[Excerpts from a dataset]
*** Block opens ***

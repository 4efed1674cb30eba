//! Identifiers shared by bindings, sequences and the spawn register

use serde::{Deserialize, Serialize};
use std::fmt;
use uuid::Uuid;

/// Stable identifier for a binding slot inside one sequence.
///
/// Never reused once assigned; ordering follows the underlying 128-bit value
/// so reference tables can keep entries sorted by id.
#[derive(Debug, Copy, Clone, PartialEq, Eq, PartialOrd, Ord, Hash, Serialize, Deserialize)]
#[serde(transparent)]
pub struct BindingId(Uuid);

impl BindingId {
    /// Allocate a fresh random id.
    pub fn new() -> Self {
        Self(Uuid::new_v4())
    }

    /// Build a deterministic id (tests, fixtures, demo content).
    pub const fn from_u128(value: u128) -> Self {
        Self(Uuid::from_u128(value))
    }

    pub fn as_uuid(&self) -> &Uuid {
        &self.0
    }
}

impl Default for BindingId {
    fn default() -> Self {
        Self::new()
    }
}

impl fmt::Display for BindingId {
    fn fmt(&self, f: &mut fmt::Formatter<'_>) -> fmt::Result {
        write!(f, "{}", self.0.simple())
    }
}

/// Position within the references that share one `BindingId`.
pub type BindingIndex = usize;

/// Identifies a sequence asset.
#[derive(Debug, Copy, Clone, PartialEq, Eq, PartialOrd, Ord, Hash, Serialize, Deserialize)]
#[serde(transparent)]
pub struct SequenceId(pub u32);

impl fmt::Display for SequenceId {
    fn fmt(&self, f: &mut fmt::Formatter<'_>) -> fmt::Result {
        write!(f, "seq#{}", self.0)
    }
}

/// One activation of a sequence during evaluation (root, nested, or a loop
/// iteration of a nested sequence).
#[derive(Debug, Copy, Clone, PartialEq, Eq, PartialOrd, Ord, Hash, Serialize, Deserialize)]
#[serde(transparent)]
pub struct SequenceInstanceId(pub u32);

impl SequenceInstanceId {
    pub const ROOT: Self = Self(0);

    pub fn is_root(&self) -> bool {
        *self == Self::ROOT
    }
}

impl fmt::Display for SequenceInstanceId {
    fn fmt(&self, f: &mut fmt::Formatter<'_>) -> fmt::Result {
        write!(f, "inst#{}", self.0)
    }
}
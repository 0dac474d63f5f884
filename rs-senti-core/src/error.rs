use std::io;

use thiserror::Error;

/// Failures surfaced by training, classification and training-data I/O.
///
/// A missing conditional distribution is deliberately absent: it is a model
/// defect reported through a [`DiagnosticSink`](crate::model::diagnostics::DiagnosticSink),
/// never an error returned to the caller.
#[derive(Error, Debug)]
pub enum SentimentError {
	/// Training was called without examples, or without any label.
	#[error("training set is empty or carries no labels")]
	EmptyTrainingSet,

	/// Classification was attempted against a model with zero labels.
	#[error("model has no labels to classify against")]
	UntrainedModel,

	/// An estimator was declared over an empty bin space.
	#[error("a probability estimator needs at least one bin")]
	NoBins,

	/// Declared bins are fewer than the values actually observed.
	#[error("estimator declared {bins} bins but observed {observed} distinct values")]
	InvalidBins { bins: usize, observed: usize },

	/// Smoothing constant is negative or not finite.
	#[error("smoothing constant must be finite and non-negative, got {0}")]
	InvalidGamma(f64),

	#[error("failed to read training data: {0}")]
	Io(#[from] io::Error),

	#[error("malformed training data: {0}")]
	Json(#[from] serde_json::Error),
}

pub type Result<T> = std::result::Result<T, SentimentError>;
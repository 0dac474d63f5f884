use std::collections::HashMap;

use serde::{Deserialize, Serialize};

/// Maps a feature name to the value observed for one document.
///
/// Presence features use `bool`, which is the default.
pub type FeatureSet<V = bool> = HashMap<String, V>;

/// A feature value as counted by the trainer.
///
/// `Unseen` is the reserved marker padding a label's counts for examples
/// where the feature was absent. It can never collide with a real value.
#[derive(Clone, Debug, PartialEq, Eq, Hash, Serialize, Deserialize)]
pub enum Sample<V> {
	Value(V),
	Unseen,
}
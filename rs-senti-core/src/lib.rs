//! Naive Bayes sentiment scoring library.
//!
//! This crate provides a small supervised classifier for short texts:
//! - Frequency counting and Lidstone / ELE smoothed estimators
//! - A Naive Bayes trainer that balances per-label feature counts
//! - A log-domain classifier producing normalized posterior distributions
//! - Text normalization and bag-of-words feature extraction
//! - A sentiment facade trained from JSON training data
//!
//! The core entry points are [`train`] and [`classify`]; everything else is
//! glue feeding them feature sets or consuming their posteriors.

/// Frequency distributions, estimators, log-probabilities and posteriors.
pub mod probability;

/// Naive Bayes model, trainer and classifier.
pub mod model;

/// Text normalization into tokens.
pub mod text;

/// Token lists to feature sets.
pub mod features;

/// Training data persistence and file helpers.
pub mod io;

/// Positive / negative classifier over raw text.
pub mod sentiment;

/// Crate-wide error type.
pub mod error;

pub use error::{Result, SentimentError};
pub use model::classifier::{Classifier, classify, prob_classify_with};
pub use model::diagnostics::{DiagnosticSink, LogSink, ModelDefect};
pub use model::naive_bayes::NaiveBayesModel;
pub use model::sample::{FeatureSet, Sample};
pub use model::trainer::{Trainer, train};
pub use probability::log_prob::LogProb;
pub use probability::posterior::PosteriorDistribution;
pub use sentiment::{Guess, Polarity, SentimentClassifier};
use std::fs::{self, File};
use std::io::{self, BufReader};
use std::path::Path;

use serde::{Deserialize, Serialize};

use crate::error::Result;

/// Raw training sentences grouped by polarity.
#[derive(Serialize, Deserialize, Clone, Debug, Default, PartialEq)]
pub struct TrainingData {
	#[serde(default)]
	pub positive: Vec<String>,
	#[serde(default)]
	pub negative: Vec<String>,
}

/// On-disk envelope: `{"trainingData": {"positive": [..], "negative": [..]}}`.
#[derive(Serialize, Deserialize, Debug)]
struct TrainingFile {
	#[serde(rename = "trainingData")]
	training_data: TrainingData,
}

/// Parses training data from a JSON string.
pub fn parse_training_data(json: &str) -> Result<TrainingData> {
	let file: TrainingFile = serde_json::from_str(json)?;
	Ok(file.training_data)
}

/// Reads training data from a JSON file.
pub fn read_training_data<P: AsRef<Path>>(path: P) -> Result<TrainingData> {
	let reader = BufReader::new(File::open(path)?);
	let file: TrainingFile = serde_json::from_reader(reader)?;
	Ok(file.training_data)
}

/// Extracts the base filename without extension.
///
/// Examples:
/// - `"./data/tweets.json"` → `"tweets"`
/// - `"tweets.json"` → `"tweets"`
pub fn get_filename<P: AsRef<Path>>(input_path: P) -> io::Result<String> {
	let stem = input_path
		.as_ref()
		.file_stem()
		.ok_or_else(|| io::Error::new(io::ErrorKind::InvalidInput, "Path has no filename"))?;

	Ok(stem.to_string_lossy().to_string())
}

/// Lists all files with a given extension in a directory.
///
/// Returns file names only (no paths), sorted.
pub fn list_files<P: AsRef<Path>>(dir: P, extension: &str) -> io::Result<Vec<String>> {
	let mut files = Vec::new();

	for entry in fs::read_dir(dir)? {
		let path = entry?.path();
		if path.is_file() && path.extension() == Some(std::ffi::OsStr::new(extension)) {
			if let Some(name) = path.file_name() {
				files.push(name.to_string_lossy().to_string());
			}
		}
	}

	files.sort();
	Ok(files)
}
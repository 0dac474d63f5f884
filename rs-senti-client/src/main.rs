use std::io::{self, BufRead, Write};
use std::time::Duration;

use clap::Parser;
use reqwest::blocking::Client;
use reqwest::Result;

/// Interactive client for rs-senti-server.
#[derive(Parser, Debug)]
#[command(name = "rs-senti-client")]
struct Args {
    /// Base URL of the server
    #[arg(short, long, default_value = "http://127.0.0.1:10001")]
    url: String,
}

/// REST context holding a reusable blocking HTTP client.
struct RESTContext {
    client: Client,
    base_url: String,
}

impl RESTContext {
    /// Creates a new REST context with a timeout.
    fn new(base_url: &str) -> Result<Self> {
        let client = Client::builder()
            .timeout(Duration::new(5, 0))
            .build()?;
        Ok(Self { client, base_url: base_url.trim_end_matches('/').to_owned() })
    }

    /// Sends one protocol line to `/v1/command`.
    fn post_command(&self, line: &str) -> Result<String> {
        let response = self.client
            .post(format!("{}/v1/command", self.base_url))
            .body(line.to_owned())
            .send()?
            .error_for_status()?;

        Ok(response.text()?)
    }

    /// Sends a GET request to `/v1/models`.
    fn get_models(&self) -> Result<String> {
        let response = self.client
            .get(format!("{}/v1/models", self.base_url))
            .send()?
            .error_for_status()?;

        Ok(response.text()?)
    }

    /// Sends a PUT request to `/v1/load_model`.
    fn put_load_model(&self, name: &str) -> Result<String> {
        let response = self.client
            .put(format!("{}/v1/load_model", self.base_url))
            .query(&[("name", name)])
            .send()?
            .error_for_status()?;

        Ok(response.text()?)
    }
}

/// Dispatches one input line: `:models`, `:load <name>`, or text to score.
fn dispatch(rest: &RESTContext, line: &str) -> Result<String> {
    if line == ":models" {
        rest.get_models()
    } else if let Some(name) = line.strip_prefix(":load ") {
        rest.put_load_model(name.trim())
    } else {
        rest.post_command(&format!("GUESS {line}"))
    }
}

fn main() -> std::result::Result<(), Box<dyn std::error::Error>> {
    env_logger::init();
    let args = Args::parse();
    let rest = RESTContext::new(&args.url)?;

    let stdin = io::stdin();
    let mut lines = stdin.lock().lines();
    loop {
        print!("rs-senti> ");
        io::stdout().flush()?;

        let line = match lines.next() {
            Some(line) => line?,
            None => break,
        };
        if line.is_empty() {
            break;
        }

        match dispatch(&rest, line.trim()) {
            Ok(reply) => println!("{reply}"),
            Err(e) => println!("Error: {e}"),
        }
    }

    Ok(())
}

*** Block closes ***
*** Block opens ***

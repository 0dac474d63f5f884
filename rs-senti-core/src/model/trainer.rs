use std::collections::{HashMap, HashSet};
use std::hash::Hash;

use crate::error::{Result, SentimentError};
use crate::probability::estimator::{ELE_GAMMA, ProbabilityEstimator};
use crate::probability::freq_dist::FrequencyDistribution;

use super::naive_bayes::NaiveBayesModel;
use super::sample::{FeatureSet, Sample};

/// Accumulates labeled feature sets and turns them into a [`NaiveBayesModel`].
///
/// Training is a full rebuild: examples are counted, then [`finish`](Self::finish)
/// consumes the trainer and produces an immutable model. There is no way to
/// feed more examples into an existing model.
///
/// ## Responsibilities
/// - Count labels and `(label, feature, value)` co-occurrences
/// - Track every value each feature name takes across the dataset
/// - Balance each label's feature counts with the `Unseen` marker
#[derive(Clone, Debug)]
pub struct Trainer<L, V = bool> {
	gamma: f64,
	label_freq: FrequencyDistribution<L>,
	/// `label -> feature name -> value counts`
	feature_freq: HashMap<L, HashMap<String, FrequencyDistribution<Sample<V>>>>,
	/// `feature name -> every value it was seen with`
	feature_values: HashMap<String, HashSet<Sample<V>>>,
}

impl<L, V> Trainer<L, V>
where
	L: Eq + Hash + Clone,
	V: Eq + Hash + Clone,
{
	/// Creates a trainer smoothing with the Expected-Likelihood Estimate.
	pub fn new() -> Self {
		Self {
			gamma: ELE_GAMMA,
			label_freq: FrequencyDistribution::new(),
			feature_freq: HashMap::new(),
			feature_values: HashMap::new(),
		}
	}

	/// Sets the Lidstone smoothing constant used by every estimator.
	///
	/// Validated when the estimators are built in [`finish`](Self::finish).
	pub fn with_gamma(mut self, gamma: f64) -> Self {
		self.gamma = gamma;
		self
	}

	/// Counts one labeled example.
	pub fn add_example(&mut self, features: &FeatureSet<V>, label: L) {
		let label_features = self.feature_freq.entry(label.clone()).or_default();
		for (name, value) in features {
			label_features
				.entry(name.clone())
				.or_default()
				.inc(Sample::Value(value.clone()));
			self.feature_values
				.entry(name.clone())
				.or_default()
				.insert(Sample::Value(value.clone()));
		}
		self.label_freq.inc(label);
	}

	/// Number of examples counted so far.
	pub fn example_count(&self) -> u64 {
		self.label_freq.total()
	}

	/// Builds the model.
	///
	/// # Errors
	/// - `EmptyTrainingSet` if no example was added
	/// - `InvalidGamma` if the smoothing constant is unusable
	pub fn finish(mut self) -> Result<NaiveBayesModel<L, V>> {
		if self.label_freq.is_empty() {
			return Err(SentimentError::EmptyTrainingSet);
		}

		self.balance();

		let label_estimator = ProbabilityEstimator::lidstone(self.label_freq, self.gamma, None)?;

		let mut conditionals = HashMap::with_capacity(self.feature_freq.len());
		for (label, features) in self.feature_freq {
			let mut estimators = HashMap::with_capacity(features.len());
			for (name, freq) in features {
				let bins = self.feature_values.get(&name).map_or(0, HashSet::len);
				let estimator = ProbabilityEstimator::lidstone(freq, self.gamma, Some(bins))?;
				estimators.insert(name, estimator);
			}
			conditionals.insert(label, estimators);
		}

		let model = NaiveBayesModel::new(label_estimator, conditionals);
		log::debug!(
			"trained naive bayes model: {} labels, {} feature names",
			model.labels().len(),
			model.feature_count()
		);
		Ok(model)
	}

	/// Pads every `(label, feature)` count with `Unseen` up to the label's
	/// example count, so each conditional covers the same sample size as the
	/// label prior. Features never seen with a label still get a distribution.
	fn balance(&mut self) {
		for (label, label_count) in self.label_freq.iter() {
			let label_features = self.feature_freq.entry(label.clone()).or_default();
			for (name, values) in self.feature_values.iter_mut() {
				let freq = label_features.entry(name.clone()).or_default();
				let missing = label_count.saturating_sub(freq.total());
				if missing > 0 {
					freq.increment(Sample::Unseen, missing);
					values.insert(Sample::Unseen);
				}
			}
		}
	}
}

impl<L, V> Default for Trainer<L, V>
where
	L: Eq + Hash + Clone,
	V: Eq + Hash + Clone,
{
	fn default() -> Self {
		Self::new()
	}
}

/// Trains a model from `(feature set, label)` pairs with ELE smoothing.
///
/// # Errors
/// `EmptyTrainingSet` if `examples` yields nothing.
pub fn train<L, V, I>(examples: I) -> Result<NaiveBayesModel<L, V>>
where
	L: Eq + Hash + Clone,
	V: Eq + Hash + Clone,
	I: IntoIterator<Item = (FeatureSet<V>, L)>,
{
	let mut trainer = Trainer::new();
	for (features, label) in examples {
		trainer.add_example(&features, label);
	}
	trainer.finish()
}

*** Block closes ***

Which lines above hold the string "SentimentError"? Show each of them.

• _COMPLETED TASK_:
pub enum SentimentError {
pub type Result<T> = std::result::Result<T, SentimentError>;
pub use error::{Result, SentimentError};
use crate::error::{Result, SentimentError};
			return Err(SentimentError::EmptyTrainingSet);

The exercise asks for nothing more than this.